PROBLEM DETAILS
In the data that follows, each entry is to be restated exactly.

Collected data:
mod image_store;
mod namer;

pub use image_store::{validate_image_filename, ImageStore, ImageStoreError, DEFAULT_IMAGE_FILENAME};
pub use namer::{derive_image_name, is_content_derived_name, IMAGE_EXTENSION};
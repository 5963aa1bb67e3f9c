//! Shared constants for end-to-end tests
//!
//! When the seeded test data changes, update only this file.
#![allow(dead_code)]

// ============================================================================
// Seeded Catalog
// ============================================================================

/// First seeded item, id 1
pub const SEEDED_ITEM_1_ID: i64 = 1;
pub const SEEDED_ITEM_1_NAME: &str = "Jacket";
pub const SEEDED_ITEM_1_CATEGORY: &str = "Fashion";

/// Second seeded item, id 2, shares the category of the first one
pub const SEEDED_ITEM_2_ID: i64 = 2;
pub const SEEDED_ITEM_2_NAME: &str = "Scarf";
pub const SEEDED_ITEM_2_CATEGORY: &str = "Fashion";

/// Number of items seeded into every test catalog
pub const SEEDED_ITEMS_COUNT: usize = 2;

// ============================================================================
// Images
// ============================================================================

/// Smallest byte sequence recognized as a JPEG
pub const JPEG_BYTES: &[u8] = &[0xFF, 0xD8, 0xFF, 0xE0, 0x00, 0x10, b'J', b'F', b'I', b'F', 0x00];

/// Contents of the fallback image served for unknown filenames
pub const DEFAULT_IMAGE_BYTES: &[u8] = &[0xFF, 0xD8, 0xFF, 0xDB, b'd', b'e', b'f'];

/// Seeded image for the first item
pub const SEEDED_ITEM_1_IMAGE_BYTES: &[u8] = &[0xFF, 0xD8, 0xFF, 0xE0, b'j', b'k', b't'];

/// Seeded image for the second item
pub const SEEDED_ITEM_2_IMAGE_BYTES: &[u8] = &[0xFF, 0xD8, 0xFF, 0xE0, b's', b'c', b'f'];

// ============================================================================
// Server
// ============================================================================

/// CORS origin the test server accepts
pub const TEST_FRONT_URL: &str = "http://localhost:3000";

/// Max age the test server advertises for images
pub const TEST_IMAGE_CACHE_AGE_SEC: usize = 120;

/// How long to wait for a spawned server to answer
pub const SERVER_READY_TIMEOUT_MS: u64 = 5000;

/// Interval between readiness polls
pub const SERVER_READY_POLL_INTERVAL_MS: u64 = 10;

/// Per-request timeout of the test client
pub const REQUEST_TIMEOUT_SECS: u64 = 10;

EXPECTED ANSWER
mod image_store;
mod namer;

pub use image_store::{validate_image_filename, ImageStore, ImageStoreError, DEFAULT_IMAGE_FILENAME};
pub use namer::{derive_image_name, is_content_derived_name, IMAGE_EXTENSION};
repository 5963aa1bb67e3f9c
//! Shared constants for end-to-end tests
//!
//! When the seeded test data changes, update only this file.
#![allow(dead_code)]

// ============================================================================
// Seeded Catalog
// ============================================================================

/// First seeded item, id 1
pub const SEEDED_ITEM_1_ID: i64 = 1;
pub const SEEDED_ITEM_1_NAME: &str = "Jacket";
pub const SEEDED_ITEM_1_CATEGORY: &str = "Fashion";

/// Second seeded item, id 2, shares the category of the first one
pub const SEEDED_ITEM_2_ID: i64 = 2;
pub const SEEDED_ITEM_2_NAME: &str = "Scarf";
pub const SEEDED_ITEM_2_CATEGORY: &str = "Fashion";

/// Number of items seeded into every test catalog
pub const SEEDED_ITEMS_COUNT: usize = 2;

// ============================================================================
// Images
// ============================================================================

/// Smallest byte sequence recognized as a JPEG
pub const JPEG_BYTES: &[u8] = &[0xFF, 0xD8, 0xFF, 0xE0, 0x00, 0x10, b'J', b'F', b'I', b'F', 0x00];

/// Contents of the fallback image served for unknown filenames
pub const DEFAULT_IMAGE_BYTES: &[u8] = &[0xFF, 0xD8, 0xFF, 0xDB, b'd', b'e', b'f'];

/// Seeded image for the first item
pub const SEEDED_ITEM_1_IMAGE_BYTES: &[u8] = &[0xFF, 0xD8, 0xFF, 0xE0, b'j', b'k', b't'];

/// Seeded image for the second item
pub const SEEDED_ITEM_2_IMAGE_BYTES: &[u8] = &[0xFF, 0xD8, 0xFF, 0xE0, b's', b'c', b'f'];

// ============================================================================
// Server
// ============================================================================

/// CORS origin the test server accepts
pub const TEST_FRONT_URL: &str = "http://localhost:3000";

/// Max age the test server advertises for images
pub const TEST_IMAGE_CACHE_AGE_SEC: usize = 120;

/// How long to wait for a spawned server to answer
pub const SERVER_READY_TIMEOUT_MS: u64 = 5000;

/// Interval between readiness polls
pub const SERVER_READY_POLL_INTERVAL_MS: u64 = 10;

/// Per-request timeout of the test client
pub const REQUEST_TIMEOUT_SECS: u64 = 10;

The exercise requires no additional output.